De la Restauration à la République.

 

La période étudiée comprend la majeure partie du siècle. Elle se situe entre  l’invasion de 1814 à la Grande  Guerre.

La Restauration se situe entre traditions, révolutions et innovations. Ce régime qui tire sa légitimité de 8 siècles d’histoire se voit contraint à l’innovation par la Charte de 1814. Après 1815, l’ensemble de la société française est en crise. Le bilan démographique est lourd : un million et demi de morts de 1789 à 1815. Ce chiffre, sur 25 ans, n’est pas énorme si on le compare aux guerres modernes. Mais l’impact est réel du fait que 40% des hommes nés entre 1790 et 1795 ont été tués, sans parler du choc des dernières campagnes de l’Empire dont Troyes a payé le prix fort.

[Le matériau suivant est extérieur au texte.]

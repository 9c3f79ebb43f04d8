use clap::Subcommand;
use sleepbuddy_core::goal::{parse_time_of_day, SleepGoal};

use super::{print_json, CliResult, Context};

#[derive(Subcommand)]
pub enum GoalAction {
    /// Show the current goal
    Show,
    /// Change the goal. Omitted fields keep their current value
    Set {
        /// Bedtime as HH:MM
        #[arg(long)]
        bed_time: Option<String>,
        /// Target sleep duration in hours
        #[arg(long)]
        hours: Option<f32>,
        /// Target streak in days
        #[arg(long)]
        target: Option<u32>,
    },
}

pub async fn run(action: GoalAction) -> CliResult {
    let ctx = Context::open()?;
    match action {
        GoalAction::Show => print_json(&ctx.tracker.goal().await)?,
        GoalAction::Set {
            bed_time,
            hours,
            target,
        } => {
            let current = ctx.tracker.goal().await;
            let goal = merge(current, bed_time.as_deref(), hours, target)?;
            print_json(&ctx.tracker.update_goal(goal).await?)?;
        }
    }
    Ok(())
}

fn merge(
    current: SleepGoal,
    bed_time: Option<&str>,
    hours: Option<f32>,
    target: Option<u32>,
) -> Result<SleepGoal, Box<dyn std::error::Error>> {
    let bed_time = match bed_time {
        Some(raw) => parse_time_of_day(raw)?,
        None => current.bed_time,
    };
    Ok(SleepGoal::new(
        bed_time,
        hours.unwrap_or(current.sleep_duration_hours),
        target.unwrap_or(current.target_streak_days),
    )?)
}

La vie politique française reste agitée sur le siècle. Pendant les années 1830, 1848 et 1870 les régimes politiques changent. Toutefois, les bourrasques politiques parisiennes n’affectent que très peu, ou, par contre coup, une vie provinciale assez terne. Seule l’invasion de 1870, en rappelant les mauvais souvenirs de 1814-1815, fait comprendre aux villes de Province leur solidarité avec l’ensemble du pays. C’est la IIIème  République qui va profiter de l’amélioration des moyens de communication, et achever, par l’instruction publique, l’intégration des communes de  Province à l’idée nationale.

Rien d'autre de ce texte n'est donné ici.